EXERCISE REQUIREMENTS:
All lines in the data bearing the string "messages" should be identified and copied.

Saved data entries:
↓↓↓
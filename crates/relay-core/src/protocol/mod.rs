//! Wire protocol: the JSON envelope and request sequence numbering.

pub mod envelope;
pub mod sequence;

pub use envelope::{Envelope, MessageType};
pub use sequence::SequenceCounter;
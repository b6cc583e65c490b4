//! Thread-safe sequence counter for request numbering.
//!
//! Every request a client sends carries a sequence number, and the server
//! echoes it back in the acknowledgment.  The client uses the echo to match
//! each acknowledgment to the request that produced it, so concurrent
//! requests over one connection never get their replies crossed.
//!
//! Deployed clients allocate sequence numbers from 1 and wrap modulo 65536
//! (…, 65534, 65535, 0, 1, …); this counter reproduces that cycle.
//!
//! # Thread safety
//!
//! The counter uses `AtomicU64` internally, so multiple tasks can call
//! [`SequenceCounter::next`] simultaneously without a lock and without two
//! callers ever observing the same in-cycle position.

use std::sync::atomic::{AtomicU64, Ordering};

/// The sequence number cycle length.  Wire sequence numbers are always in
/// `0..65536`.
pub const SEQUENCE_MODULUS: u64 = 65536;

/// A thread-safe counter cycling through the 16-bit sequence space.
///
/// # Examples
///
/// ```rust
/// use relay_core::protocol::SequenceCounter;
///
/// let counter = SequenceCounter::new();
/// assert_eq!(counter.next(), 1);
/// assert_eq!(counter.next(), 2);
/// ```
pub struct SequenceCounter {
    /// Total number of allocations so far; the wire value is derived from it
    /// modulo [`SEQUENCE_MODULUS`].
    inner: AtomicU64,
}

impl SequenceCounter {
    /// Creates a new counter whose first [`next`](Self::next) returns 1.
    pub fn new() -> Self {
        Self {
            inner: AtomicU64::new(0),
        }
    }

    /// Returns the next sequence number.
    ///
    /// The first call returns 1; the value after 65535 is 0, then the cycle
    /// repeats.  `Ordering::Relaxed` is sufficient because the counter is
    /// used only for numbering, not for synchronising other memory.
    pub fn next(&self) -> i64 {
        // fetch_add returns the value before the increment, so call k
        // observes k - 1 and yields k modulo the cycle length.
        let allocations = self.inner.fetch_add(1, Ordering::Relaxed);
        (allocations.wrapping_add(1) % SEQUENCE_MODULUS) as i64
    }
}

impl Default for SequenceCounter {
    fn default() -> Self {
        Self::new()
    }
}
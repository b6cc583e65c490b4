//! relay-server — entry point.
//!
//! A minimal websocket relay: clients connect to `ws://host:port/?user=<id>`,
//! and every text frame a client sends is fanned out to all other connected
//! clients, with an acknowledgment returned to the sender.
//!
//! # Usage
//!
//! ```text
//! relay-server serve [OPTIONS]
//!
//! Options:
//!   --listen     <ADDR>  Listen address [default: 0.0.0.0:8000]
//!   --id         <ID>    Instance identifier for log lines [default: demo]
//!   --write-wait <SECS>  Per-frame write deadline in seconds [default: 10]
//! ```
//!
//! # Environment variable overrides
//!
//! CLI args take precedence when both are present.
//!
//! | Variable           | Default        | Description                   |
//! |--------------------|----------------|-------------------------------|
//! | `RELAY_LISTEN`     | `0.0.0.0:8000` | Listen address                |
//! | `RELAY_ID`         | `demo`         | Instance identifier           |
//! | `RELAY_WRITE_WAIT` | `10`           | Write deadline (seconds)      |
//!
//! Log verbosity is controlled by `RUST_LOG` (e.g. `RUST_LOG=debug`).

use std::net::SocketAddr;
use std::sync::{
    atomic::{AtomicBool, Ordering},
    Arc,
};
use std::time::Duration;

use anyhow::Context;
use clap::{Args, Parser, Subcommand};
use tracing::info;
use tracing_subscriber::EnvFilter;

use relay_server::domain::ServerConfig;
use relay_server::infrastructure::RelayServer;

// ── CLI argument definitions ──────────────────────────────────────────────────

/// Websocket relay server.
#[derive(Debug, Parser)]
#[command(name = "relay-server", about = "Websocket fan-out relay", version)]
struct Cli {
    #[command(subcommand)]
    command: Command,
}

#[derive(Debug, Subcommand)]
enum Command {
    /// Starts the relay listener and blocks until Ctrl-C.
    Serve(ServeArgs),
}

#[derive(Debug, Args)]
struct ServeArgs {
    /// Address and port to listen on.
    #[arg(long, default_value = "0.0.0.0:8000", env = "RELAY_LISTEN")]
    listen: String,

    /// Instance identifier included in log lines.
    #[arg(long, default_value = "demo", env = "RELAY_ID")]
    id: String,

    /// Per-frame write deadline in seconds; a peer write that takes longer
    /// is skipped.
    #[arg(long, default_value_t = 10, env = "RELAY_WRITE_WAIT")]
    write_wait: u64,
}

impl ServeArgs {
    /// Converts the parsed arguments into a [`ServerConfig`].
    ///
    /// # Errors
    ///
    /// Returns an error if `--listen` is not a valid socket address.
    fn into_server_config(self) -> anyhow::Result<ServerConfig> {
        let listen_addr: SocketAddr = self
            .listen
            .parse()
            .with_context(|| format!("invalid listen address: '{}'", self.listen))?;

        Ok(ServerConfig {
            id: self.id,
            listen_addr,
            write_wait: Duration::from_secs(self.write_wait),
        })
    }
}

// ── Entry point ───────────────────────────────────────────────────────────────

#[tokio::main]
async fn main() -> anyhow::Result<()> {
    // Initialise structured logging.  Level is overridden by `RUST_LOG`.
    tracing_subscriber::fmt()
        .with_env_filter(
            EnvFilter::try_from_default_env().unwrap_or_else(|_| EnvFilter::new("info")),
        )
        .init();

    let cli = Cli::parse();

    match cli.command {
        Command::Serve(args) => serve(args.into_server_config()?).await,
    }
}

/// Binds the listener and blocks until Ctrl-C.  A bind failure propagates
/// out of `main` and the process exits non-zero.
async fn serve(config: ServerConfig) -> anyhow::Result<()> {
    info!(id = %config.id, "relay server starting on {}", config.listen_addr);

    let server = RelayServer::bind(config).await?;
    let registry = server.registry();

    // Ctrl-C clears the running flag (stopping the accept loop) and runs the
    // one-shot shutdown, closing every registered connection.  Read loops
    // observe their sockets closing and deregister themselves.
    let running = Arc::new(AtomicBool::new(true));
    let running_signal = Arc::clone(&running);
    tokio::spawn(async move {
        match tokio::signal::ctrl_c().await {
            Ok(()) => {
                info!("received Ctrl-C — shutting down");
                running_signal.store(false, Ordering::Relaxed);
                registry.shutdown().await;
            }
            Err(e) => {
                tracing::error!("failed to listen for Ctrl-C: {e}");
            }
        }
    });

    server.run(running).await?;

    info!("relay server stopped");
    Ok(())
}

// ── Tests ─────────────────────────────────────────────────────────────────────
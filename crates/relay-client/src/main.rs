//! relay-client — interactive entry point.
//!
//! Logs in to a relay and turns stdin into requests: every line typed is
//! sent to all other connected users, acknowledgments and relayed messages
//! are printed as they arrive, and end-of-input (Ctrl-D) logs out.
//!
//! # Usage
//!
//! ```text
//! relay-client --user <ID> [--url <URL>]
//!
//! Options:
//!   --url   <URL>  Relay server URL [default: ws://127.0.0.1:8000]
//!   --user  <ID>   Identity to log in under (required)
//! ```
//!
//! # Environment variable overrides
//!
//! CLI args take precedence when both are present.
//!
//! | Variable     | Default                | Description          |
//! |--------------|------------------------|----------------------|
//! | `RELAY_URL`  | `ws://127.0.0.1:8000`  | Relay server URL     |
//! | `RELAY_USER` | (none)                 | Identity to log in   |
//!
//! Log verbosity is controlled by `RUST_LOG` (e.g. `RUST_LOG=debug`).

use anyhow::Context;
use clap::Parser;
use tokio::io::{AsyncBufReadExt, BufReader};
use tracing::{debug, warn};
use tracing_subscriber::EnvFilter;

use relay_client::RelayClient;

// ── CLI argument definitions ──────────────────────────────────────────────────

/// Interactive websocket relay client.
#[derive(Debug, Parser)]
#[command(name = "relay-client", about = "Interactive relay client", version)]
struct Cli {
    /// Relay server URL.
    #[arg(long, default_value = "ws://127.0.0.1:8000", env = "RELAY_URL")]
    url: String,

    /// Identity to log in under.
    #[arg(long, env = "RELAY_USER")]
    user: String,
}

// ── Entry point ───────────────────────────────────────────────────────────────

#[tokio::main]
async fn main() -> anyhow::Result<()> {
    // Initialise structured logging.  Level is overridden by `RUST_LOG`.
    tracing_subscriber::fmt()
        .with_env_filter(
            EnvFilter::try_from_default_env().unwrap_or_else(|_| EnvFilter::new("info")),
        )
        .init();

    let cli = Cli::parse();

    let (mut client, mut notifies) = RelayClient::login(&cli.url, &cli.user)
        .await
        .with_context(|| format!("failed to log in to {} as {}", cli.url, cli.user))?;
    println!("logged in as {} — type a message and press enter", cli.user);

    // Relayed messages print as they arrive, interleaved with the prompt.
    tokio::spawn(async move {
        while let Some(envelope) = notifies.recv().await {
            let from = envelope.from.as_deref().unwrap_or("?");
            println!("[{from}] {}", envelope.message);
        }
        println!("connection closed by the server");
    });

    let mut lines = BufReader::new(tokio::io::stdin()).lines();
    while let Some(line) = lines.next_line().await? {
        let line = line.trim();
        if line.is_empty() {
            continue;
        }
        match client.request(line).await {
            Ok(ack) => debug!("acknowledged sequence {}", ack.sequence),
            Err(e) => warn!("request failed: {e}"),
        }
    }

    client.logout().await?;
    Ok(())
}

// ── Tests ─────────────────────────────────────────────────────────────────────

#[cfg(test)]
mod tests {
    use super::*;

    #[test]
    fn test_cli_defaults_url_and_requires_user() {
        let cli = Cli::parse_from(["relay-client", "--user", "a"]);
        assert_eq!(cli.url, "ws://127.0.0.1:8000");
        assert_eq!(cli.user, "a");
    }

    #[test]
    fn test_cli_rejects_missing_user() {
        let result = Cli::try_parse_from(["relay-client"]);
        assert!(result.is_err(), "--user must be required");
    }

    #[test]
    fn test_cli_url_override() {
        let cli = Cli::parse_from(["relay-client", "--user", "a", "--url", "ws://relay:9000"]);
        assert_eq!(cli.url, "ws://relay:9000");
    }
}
↑↑↑
WRITTEN ANSWER:
//! sent to all other connected users, acknowledgments and relayed messages
    // Relayed messages print as they arrive, interleaved with the prompt.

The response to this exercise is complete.